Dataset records
+-------+

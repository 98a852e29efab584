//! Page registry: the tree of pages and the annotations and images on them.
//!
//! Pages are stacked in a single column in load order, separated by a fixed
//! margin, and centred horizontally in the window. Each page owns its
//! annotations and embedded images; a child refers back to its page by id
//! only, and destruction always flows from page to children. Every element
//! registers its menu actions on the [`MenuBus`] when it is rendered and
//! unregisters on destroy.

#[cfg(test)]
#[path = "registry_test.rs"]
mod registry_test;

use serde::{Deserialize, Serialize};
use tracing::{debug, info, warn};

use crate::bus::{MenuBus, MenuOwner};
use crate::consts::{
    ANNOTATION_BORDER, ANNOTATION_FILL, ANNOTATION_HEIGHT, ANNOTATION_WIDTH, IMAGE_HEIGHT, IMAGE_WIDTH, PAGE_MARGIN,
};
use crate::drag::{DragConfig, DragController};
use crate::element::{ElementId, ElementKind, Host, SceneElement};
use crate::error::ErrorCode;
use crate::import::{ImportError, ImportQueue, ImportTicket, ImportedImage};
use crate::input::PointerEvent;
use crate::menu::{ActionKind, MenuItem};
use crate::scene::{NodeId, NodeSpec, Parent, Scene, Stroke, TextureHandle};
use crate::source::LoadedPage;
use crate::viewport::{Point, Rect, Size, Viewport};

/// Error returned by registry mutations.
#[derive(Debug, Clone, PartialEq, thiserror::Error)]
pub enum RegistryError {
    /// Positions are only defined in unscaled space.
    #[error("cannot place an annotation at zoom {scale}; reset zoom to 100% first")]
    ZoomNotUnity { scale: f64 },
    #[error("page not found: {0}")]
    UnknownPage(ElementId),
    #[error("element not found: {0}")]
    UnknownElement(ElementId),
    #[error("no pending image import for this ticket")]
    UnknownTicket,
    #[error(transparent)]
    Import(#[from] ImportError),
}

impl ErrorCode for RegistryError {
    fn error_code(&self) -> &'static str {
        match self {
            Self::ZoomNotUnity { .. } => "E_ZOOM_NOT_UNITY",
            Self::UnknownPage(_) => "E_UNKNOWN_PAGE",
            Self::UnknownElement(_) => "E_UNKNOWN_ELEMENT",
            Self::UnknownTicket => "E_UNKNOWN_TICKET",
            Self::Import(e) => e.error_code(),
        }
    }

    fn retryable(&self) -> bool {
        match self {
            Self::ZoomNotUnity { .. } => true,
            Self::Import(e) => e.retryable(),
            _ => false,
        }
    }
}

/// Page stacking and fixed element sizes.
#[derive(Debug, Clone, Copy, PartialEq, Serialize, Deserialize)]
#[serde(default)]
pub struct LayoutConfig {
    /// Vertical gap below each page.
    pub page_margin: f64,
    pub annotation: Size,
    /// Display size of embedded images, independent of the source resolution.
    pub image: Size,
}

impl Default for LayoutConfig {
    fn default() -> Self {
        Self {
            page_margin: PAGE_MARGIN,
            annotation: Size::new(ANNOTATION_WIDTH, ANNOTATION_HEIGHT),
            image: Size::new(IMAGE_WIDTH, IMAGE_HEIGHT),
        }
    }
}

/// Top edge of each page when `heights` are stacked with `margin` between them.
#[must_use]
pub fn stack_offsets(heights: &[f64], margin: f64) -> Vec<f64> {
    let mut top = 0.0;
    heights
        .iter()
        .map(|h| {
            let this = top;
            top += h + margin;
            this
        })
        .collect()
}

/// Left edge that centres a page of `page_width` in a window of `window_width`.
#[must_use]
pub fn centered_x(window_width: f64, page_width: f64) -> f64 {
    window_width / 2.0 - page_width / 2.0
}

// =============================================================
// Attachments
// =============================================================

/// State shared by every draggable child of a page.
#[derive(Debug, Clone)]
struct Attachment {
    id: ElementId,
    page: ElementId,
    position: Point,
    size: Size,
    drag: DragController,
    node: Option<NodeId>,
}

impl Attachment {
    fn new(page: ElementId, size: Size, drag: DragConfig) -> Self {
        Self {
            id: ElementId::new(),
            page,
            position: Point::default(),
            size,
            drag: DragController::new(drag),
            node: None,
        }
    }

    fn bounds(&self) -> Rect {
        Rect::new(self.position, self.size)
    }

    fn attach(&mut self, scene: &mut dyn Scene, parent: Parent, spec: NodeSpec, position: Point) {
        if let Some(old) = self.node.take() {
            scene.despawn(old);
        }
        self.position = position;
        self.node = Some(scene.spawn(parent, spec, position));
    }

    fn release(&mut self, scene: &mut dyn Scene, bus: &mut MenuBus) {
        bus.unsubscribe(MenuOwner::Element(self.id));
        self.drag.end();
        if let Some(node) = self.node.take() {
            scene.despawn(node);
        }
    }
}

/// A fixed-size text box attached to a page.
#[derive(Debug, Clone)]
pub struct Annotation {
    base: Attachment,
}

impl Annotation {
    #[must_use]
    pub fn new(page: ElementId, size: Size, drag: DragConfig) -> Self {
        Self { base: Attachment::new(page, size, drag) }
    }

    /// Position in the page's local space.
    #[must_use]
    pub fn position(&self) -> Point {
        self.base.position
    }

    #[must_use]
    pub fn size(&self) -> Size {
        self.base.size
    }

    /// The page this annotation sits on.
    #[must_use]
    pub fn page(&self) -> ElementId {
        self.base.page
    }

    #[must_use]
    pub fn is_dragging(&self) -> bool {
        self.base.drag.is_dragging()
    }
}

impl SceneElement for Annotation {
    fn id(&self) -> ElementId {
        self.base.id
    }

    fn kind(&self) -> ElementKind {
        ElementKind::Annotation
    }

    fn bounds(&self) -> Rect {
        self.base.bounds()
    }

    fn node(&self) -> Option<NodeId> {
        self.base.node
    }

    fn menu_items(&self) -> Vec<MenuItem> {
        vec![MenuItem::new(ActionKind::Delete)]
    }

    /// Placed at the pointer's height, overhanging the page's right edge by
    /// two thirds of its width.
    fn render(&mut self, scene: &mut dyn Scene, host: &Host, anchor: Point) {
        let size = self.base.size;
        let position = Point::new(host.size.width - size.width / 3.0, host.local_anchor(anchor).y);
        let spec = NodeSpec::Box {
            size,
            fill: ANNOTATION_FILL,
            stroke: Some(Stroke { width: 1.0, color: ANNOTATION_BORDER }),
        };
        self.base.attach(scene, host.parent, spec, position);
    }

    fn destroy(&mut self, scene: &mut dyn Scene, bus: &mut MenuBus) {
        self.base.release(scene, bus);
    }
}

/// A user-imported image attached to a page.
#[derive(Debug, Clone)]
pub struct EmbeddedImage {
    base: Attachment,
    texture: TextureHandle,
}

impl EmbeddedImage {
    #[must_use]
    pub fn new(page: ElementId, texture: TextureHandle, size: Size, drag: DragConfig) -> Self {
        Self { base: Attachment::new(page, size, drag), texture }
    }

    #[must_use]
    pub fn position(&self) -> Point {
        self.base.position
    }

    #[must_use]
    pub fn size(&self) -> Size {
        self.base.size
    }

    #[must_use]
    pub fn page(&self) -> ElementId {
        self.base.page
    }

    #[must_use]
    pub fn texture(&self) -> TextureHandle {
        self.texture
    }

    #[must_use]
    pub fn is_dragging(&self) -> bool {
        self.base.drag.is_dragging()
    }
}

+-------+

Please return every line of the records that contains the word "retryable".

* [COMPLETED EXERCISE]:
    fn retryable(&self) -> bool {
            Self::Import(e) => e.retryable(),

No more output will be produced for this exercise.